〈美味なる者〉-23
「むがあ"ぁ"ぁ"ぁ"!!!」
哀しすぎる悲鳴が部屋の空気を揺らした……その声は取り囲むオヤジ達の壁に遮られ、窓の外までは届かなかった……道路には引っ切りなしに自動車が行き交い、その騒音は小さな物音を掻き消していく……。

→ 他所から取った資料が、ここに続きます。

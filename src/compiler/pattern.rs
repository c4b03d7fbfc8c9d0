//! 编译后模式模型
//! 正则编译后的结构与Wappalyzer模式标签解析

use std::collections::HashMap;
use std::sync::Arc;
use regex::Regex;

/// 编译后的正则模式
#[derive(Debug, Clone)]
pub struct CompiledPattern {
    pub regex: Regex,
    pub confidence: u8,
    pub version_template: Option<String>,
}

/// Wappalyzer原始模式串的标签解析结果
/// 模式本体与 `\;confidence:N` / `\;version:\1` 标签分离
#[derive(Debug, Clone, PartialEq, Eq)]
pub struct PatternTags {
    pub body: String,
    pub confidence: u8,
    pub version_template: Option<String>,
}

impl PatternTags {
    /// 解析原始模式串，剥离置信度与版本标签
    pub fn parse(raw: &str) -> Self {
        let mut confidence = 100u8;
        let mut version_template = None;

        // 标准分隔符为 \; ，部分规则源省略反斜杠
        let mut parts = raw.split("\\;");
        let mut body = parts.next().unwrap_or("").to_string();
        for tag in parts {
            Self::apply_tag(tag, &mut confidence, &mut version_template);
        }

        // 兼容无反斜杠写法：;confidence: / ;version:（置信度标签约定在尾部，先剥离）
        for marker in [";confidence:", ";version:"] {
            if let Some(pos) = body.find(marker) {
                let tag = body[pos + 1..].to_string();
                body.truncate(pos);
                Self::apply_tag(&tag, &mut confidence, &mut version_template);
            }
        }

        Self {
            body,
            confidence,
            version_template,
        }
    }

    fn apply_tag(tag: &str, confidence: &mut u8, version_template: &mut Option<String>) {
        if let Some(v) = tag.strip_prefix("confidence:") {
            *confidence = v.trim().parse::<u8>().unwrap_or(100).min(100);
        } else if let Some(v) = tag.strip_prefix("version:") {
            if !v.trim().is_empty() {
                *version_template = Some(v.to_string());
            }
        }
    }
}

/// 技术编译后的规则
#[derive(Debug, Clone)]
pub struct CompiledTechRule {
    pub name: String,
    pub url_patterns: Option<Arc<Vec<CompiledPattern>>>,
    pub html_patterns: Option<Arc<Vec<CompiledPattern>>>,
    pub script_patterns: Option<Arc<Vec<CompiledPattern>>>,
    pub meta_patterns: Option<Arc<HashMap<String, Vec<CompiledPattern>>>>,
    pub header_patterns: Option<Arc<HashMap<String, Vec<CompiledPattern>>>>,
    pub category_ids: Vec<u32>,
}

/// 编译后的规则库
#[derive(Debug, Clone)]
pub struct CompiledRuleLibrary {
    pub tech_patterns: HashMap<String, CompiledTechRule>,
    pub category_map: HashMap<u32, String>, // 分类ID -> 分类名称
}

#[cfg(test)]
mod tests {
    use super::*;

    #[test]
    fn test_parse_plain_pattern() {
        // 测试场景：无标签模式，默认置信度100
        let tags = PatternTags::parse(r"nginx(?:/([\d.]+))?");
        assert_eq!(tags.body, r"nginx(?:/([\d.]+))?");
        assert_eq!(tags.confidence, 100);
        assert_eq!(tags.version_template, None);
    }

    #[test]
    fn test_parse_version_and_confidence_tags() {
        // 测试场景：标准 \; 分隔的双标签
        let tags = PatternTags::parse(r"jquery[.-]([\d.]+)\.js\;version:\1\;confidence:50");
        assert_eq!(tags.body, r"jquery[.-]([\d.]+)\.js");
        assert_eq!(tags.confidence, 50);
        assert_eq!(tags.version_template, Some(r"\1".to_string()));
    }

    #[test]
    fn test_parse_tag_without_backslash() {
        // 测试场景：部分规则源省略反斜杠的 ;version: 写法
        let tags = PatternTags::parse(r"WordPress ([\d.]+);version:\1");
        assert_eq!(tags.body, "WordPress ([\\d.]+)");
        assert_eq!(tags.version_template, Some(r"\1".to_string()));
    }

    #[test]
    fn test_parse_oversized_confidence_clamped() {
        // 测试场景：置信度超过100按100截断
        let tags = PatternTags::parse(r"cloudflare\;confidence:100");
        assert_eq!(tags.confidence, 100);
        let tags = PatternTags::parse(r"cloudflare\;confidence:abc");
        assert_eq!(tags.confidence, 100);
    }
}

『か、可哀相にな……もっと暴れろ、もっと叫べ。誰か助けにくるかもしれないぞ………』
下半身が完全に繋がり、一つとなった二人……一人は地獄の責め苦に悶え、一人は極上の快楽に打ち震えている……紗季の渾身の悲鳴も抵抗も、オヤジの悦びへと変換されていく。
『大きな声で叫べよ。通行人が気付いてくれるかもよ?』
『ん?キモチイイから続けて欲しいの?』
「むぐぅ"!!んぶッ!!ぶう"ぅ"!!」
図らずもオヤジの腰使いにあわせ、紗季の悲鳴が部屋に響く。
その一定のリズムを刻む叫び声は、恋人同士が互いの愛の吐息に呼応しているかのようだ。
『ハアッ…ハアッ……イキそう………』
(!!!!)
紗季は、本能的に言葉の意味を理解した……女性としての最大の屈辱が押し付けられる事を………。
「もがッ!!お"があ"ッ!!あ"〜〜〜〜〜ッ!!!」
口を塞がれて、呼吸は鼻でしか行えない。
満足な酸素を取り込めない身体は、既に体力は尽きていた。
それでも紗季は可動可能な部位を動かし、無意味な抵抗を繰り返す。
卑怯な手段で淫虐な遊戯に至ったオヤジ達から逃れる事を、紗季は諦めようとはしていないのだ。
(誰か助けて!!ここに来てよぉ!!パパ……ママぁ!!!)
口の中に詰められたタオルを吐き出そうと舌で押し、頭を振り回して叫ぶ……しかし、唾液を含んだタオルは空気を遮断し、泡のように唾液がダラリと垂れるだけ。
『はふ!!……紗季…ちゃ…ん……』
「あぐぅ!?…ん"があ"ぁ"ぁ"ぁ"ぁ"ぁ"ッ!!!!」
紗季の下腹部の中心が、ジリジリと焼けるほどに熱くなった……変態の遺伝子が、まだ未熟な子宮の内壁を侵蝕していった……。
『ふへ…へへ……ヤッてやったぞ……』
放心状態の紗季から、まだ余韻の残る肉棒を引き抜き、初めての性交の終えた紗季の姿を撮影していた。
満面の笑み……まともな人生を送っていたなら、決して味わえない快感……少女の意思など無視し、泣き叫ぶのも構わずに《種付け》を行う興奮……初体験を最悪なものにし、生涯消えない傷を刻み込んだ背徳の快楽に、オヤジは悶えるような高揚を覚えていた。
そしてそれは、他のオヤジ達も同じく感じていた。